By analyzing existing cross correlation between Dongbu Insurance Co and Korea Refractories Co, you can compare the effects of market volatilities on Dongbu Insurance and Korea Refractories and check how they will diversify away market risk if combined in the same portfolio for a given time horizon. You can also utilize pair trading strategies of matching a long position in Dongbu Insurance with a short position of Korea Refractories. Check out your portfolio center. Please also check ongoing floating volatility patterns of Dongbu Insurance and Korea Refractories.

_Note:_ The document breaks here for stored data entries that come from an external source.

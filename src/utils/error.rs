use thiserror::Error;

#[derive(Error, Debug)]
pub enum FsError {
    #[error("IO error: {0}")]
    IoError(#[from] std::io::Error),

    #[error("Header encoding error: {0}")]
    EncodingError(#[from] bincode::Error),

    #[error("Zip operation failed: {0}")]
    ZipError(#[from] zip::result::ZipError),

    #[error("TOML parsing error: {0}")]
    TomlError(#[from] toml::de::Error),

    #[error("Invalid path '{path}': {reason}")]
    InvalidPath { path: String, reason: String },

    #[error("Invalid name '{name}': {reason}")]
    InvalidName { name: String, reason: String },

    #[error("Could not find {path}")]
    NotFound { path: String },

    #[error("{path} is a file")]
    NotADirectory { path: String },

    #[error("{path} is a directory")]
    NotAFile { path: String },

    #[error("{name} {reason}")]
    AlreadyExists { name: String, reason: String },

    #[error("{path} is not empty")]
    DirectoryNotEmpty { path: String },

    #[error("Invalid operation: {message}")]
    InvalidOperation { message: String },

    #[error("Header is larger than the allocated size of {capacity} bytes (needs {required})")]
    HeaderOverflow { required: u64, capacity: u64 },

    #[error("Corrupt container: {message}")]
    CorruptContainer { message: String },

    #[error("Configuration error: {message}")]
    ConfigError { message: String },

    #[error("Invalid value '{value}' for {field}: {reason}")]
    InvalidConfigValueError {
        field: String,
        value: String,
        reason: String,
    },

    #[error("Missing required configuration: {field}")]
    MissingConfigError { field: String },
}

#[derive(Debug, Clone, Copy, PartialEq, Eq)]
pub enum ErrorCategory {
    Io,
    Path,
    Namespace,
    Container,
    Configuration,
}

#[derive(Debug, Clone, Copy, PartialEq, Eq, PartialOrd, Ord)]
pub enum ErrorSeverity {
    Low,
    Medium,
    High,
    Critical,
}

impl FsError {
    pub fn category(&self) -> ErrorCategory {
        match self {
            FsError::IoError(_) | FsError::ZipError(_) => ErrorCategory::Io,
            FsError::InvalidPath { .. } | FsError::InvalidName { .. } => ErrorCategory::Path,
            FsError::NotFound { .. }
            | FsError::NotADirectory { .. }
            | FsError::NotAFile { .. }
            | FsError::AlreadyExists { .. }
            | FsError::DirectoryNotEmpty { .. }
            | FsError::InvalidOperation { .. } => ErrorCategory::Namespace,
            FsError::EncodingError(_)
            | FsError::HeaderOverflow { .. }
            | FsError::CorruptContainer { .. } => ErrorCategory::Container,
            FsError::TomlError(_)
            | FsError::ConfigError { .. }
            | FsError::InvalidConfigValueError { .. }
            | FsError::MissingConfigError { .. } => ErrorCategory::Configuration,
        }
    }

    pub fn severity(&self) -> ErrorSeverity {
        match self.category() {
            ErrorCategory::Path | ErrorCategory::Namespace => ErrorSeverity::High,
            ErrorCategory::Configuration => ErrorSeverity::High,
            ErrorCategory::Io => ErrorSeverity::Medium,
            ErrorCategory::Container => ErrorSeverity::Critical,
        }
    }

    pub fn user_friendly_message(&self) -> String {
        match self.category() {
            ErrorCategory::Io => format!("Could not access the container or host file: {}", self),
            ErrorCategory::Path | ErrorCategory::Namespace => self.to_string(),
            ErrorCategory::Container => format!("The container cannot be used: {}", self),
            ErrorCategory::Configuration => format!("Configuration problem: {}", self),
        }
    }

    pub fn recovery_suggestion(&self) -> &'static str {
        match self {
            FsError::InvalidPath { .. } => "Use absolute container paths such as /dir/file.txt",
            FsError::InvalidName { .. } => "Names must be non-empty and must not contain '/'",
            FsError::NotFound { .. } => "Check the path with `cfs ls` or `cfs tree`",
            FsError::DirectoryNotEmpty { .. } => "Remove the contents first or use `rm -r`",
            FsError::HeaderOverflow { .. } => {
                "Create a new container with a larger header_size and import the data into it"
            }
            FsError::CorruptContainer { .. } | FsError::EncodingError(_) => {
                "The file is not a container or is damaged; restore it from a backup"
            }
            FsError::IoError(_) | FsError::ZipError(_) => {
                "Check that the file exists, is writable and the disk has free space"
            }
            FsError::TomlError(_)
            | FsError::ConfigError { .. }
            | FsError::InvalidConfigValueError { .. } => "Fix the configuration file and try again",
            FsError::MissingConfigError { .. } => {
                "Pass the value on the command line or set it in the config file"
            }
            _ => "Check the arguments and try again",
        }
    }
}

pub type Result<T> = std::result::Result<T, FsError>;

#[cfg(test)]
mod tests {
    use super::*;

    #[test]
    fn test_classification() {
        let err = FsError::DirectoryNotEmpty {
            path: "/usr".to_string(),
        };
        assert_eq!(err.category(), ErrorCategory::Namespace);
        assert_eq!(err.severity(), ErrorSeverity::High);
        assert_eq!(err.to_string(), "/usr is not empty");

        let err = FsError::HeaderOverflow {
            required: 10,
            capacity: 5,
        };
        assert_eq!(err.severity(), ErrorSeverity::Critical);

        let err: FsError = std::io::Error::other("disk gone").into();
        assert_eq!(err.category(), ErrorCategory::Io);
        assert_eq!(err.severity(), ErrorSeverity::Medium);
    }
}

Diversification Opportunities for Dongbu Insurance and Korea Refractories
-0.57 | Correlation Coefficient |
Excellent diversification
The 3 months correlation between Dongbu and Korea is -0.57. Overlapping area represents the amount of risk that can be diversified away by holding Dongbu Insurance Co and Korea Refractories Co in the same portfolio, assuming nothing else is changed. The correlation between historical prices or returns on Korea Refractories and Dongbu Insurance is a relative statistical measure of the degree to which these equity instruments tend to move together. The correlation coefficient measures the extent to which returns on Dongbu Insurance Co are associated (or correlated) with Korea Refractories. Values of the correlation coefficient range from -1 to +1, where. The correlation of zero (0) is possible when the price movement of Korea Refractories has no effect on the direction of Dongbu Insurance i.e., Dongbu Insurance and Korea Refractories go up and down completely randomly.
Pair Corralation between Dongbu Insurance and Korea Refractories
Assuming the 90 days trading horizon Dongbu Insurance Co is expected to under-perform the Korea Refractories. In addition to that, Dongbu Insurance is 1.98 times more volatile than Korea Refractories Co. It trades about -0.05 of its total potential returns per unit of risk. Korea Refractories Co is currently generating about 0.03 per unit of volatility. If you would invest 213,990 in Korea Refractories Co on December 23, 2024 and sell it today you would earn a total of 3,510 from holding Korea Refractories Co or generate 1.64% return on investment over 90 days.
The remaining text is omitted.